DIRECTIONS: In the material below, find the line containing "pub mod config;" and the line containing "pub use tree::*;", then reproduce exactly both of them and every line between, and nothing else.

LISTED RECORDS:

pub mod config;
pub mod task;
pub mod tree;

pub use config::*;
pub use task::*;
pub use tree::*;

---

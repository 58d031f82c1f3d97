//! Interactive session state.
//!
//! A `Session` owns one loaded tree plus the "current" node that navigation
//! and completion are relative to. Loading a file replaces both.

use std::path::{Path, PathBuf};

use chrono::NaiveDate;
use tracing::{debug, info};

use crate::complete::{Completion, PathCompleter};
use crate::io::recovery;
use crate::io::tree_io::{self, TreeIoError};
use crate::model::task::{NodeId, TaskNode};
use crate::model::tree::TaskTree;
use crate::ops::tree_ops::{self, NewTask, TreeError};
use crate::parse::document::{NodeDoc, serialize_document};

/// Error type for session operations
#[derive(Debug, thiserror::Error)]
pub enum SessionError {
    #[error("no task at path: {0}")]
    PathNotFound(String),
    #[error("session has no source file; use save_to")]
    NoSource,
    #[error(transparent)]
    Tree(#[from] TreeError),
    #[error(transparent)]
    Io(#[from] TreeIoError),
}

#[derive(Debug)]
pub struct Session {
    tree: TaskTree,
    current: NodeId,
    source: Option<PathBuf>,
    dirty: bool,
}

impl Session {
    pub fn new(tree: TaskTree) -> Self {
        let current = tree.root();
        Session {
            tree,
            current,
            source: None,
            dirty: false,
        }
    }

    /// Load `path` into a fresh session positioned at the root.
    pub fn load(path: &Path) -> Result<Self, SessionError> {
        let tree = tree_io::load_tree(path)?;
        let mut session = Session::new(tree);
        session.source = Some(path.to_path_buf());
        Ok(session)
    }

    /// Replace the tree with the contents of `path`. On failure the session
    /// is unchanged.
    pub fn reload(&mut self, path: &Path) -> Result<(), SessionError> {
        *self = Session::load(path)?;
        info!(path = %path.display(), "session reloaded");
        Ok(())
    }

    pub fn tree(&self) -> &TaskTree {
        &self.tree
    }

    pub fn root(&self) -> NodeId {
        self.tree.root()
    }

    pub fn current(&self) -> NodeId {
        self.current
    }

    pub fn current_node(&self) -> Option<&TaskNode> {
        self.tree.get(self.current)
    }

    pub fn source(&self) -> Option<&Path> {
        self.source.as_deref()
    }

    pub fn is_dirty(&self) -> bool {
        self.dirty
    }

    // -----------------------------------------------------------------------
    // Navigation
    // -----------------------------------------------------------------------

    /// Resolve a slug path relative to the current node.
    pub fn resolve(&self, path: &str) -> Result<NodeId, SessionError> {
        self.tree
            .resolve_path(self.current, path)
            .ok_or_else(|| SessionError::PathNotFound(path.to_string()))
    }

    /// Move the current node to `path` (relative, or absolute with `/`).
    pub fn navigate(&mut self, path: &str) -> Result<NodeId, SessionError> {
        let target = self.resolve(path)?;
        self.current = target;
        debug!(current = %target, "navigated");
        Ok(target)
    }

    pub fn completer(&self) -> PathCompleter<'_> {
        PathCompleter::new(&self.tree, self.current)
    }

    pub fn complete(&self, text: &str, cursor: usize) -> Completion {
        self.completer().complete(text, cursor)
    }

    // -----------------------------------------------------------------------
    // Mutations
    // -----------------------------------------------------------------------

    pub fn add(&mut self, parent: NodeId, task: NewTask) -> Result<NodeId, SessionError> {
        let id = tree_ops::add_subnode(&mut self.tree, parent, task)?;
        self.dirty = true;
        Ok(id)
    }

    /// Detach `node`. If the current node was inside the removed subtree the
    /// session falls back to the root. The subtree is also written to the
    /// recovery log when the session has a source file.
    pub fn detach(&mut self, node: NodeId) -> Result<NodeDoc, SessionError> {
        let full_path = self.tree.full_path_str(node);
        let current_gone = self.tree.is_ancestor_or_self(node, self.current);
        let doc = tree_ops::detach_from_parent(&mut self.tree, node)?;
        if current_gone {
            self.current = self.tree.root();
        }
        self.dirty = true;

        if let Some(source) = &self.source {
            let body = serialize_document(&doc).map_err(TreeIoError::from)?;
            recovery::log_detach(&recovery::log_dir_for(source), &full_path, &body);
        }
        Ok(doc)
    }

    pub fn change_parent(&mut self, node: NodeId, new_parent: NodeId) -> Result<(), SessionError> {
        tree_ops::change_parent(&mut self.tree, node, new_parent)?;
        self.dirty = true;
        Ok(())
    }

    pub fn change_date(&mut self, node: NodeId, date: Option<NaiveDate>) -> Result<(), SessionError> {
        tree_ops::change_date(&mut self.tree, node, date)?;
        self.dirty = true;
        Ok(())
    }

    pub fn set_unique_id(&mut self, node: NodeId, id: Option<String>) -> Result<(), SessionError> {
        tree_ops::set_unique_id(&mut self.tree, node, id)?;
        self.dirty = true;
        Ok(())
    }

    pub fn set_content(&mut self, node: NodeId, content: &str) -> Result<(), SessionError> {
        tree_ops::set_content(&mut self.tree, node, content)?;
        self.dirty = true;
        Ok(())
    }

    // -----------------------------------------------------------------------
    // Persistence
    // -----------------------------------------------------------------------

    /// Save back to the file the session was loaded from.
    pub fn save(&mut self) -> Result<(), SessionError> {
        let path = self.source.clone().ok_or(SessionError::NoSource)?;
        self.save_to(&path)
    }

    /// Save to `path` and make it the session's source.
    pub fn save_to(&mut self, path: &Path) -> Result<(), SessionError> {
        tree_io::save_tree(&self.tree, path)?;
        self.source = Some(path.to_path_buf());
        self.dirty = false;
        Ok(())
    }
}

OUTPUT BELOW:
pub mod config;
pub mod task;
pub mod tree;

pub use config::*;
pub use task::*;
pub use tree::*;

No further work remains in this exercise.